What Does Validation Actually Mean?

Article summary

While rewriting some validation logic recently, I got to thinking about how “validation” tends to be an umbrella term that covers related, but distinct, operations. So I went back to the basics in order to find more accurate terminology for each step of the process.

On its own, the term “validate” can be a bit ambiguous. Does it just mean reject invalid input? Clean up the input so that it becomes valid? Something else?

I realized that the operations involved in validation generally include transforming input and accepting/rejecting input. Making different combinations of each of these led me to the following terminology and diagram.



  • Transforms: yes
  • Accepts/Rejects: no

Input frequently comes in a little messy (e.g. trailing whitespace). When it comes to validation, stricter is better, but some messes can and should be cleaned up first.

Sanitization does not include the possibility of rejecting input, and the output of this step may still be invalid. The goal is just to improve the odds of passing validation. And depending on the complexity of the input, this step might be rolled into parsing.

There’s another kind of sanitization that I think does not belong here. It’s the kind that makes a value “safe” for a specific context–for example, escaping user input for an SQL query or removing HTML tags. The process I’m describing is more about input, whereas this second kind of sanitization is more about output.


  • Transforms: no
  • Accepts/Rejects: yes

At this stage, validation is simply determining whether a value is acceptable according to a strict definition. It’s often written in terms of whether an attempt to parse succeeds or fails (for example, TryParse methods are common in .NET; they return a Boolean indicating success, as well as the parsed value). This also helps to keep the source of truth about what is valid in a single place.


  • Transforms: yes
  • Accepts/Rejects: yes

The process of parsing is an attempt to extract a value or structure from an alternative representation (e.g. an HTML document) or looser format (e.g. a phone number). If the parse succeeds, the result is a transformation of the input. If it fails, the input is usually rejected outright, although it could also result in a partial success with warnings.

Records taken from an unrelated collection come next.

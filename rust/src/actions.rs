#[derive(uniffi::Enum, Debug, Clone)]
pub enum AppAction {
    // Conversation lifecycle
    OpenConversation {
        peer_id: String,
    },
    ConversationFocused {
        peer_id: String,
    },
    ConversationBlurred {
        peer_id: String,
    },
    CloseConversation {
        peer_id: String,
    },
    LoadOlderMessages,

    // Sending
    SendMessage {
        body: String,
        appointment_ref: Option<String>,
    },
    SendCallInvite {
        call_id: String,
        is_video: bool,
    },
    RetryMessage {
        temp_id: String,
    },
    DismissMessage {
        temp_id: String,
    },

    // Unread
    RefreshUnread,

    // UI
    ClearToast,

    // Lifecycle
    Foregrounded,
}

impl AppAction {
    /// Log-safe action tag (never includes message bodies).
    pub fn tag(&self) -> &'static str {
        match self {
            // Conversation lifecycle
            AppAction::OpenConversation { .. } => "OpenConversation",
            AppAction::ConversationFocused { .. } => "ConversationFocused",
            AppAction::ConversationBlurred { .. } => "ConversationBlurred",
            AppAction::CloseConversation { .. } => "CloseConversation",
            AppAction::LoadOlderMessages => "LoadOlderMessages",

            // Sending
            AppAction::SendMessage { .. } => "SendMessage",
            AppAction::SendCallInvite { .. } => "SendCallInvite",
            AppAction::RetryMessage { .. } => "RetryMessage",
            AppAction::DismissMessage { .. } => "DismissMessage",

            // Unread
            AppAction::RefreshUnread => "RefreshUnread",

            // UI
            AppAction::ClearToast => "ClearToast",

            // Lifecycle
            AppAction::Foregrounded => "Foregrounded",
        }
    }
}
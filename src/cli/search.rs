//! Search command implementation

use anyhow::Result;

use super::{display_time, truncate};
use crate::reader::{ReaderRegistry, SearchOptions};

pub fn run(registry: &ReaderRegistry, query: &str, options: &SearchOptions) -> Result<()> {
    let results = registry.search_all(query, options)?;

    if results.is_empty() {
        println!("No conversations mention '{}'.", query);
        return Ok(());
    }

    println!(
        "{:<17} {:<17} {:<38} {}",
        "Updated", "Source", "ID", "Title"
    );
    println!("{}", "-".repeat(110));

    for conv in results {
        let title = conv
            .title
            .as_deref()
            .map(|t| truncate(t, 40))
            .unwrap_or_else(|| "-".to_string());
        println!(
            "{:<17} {:<17} {:<38} {}",
            display_time(&conv.updated_at),
            conv.source.as_str(),
            conv.id,
            title,
        );
    }

    Ok(())
}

When parsing structured data, you might have separate notions of “well-formed” vs “valid.” For example, an XML document is well-formed if it contains correct XML syntax, but it still may not be valid according to its document type definition (DTD).


  • Transforms: yes
  • Accepts/Rejects: no

Normalization has the same signature as sanitization, but a different motivation. Whereas sanitization seeks to remove meaningless characters from the input, normalization seeks to produce a standard output. As a result, it is normally applied after validation.


As usual, naming things is difficult. However, there is value in coming up with terminology that is specific rather than broad, and then using that terminology consistently. The terminology I’ve defined here may not apply to all projects, but at least within my own project, it will more clearly communicate the intent of different sorts of validation.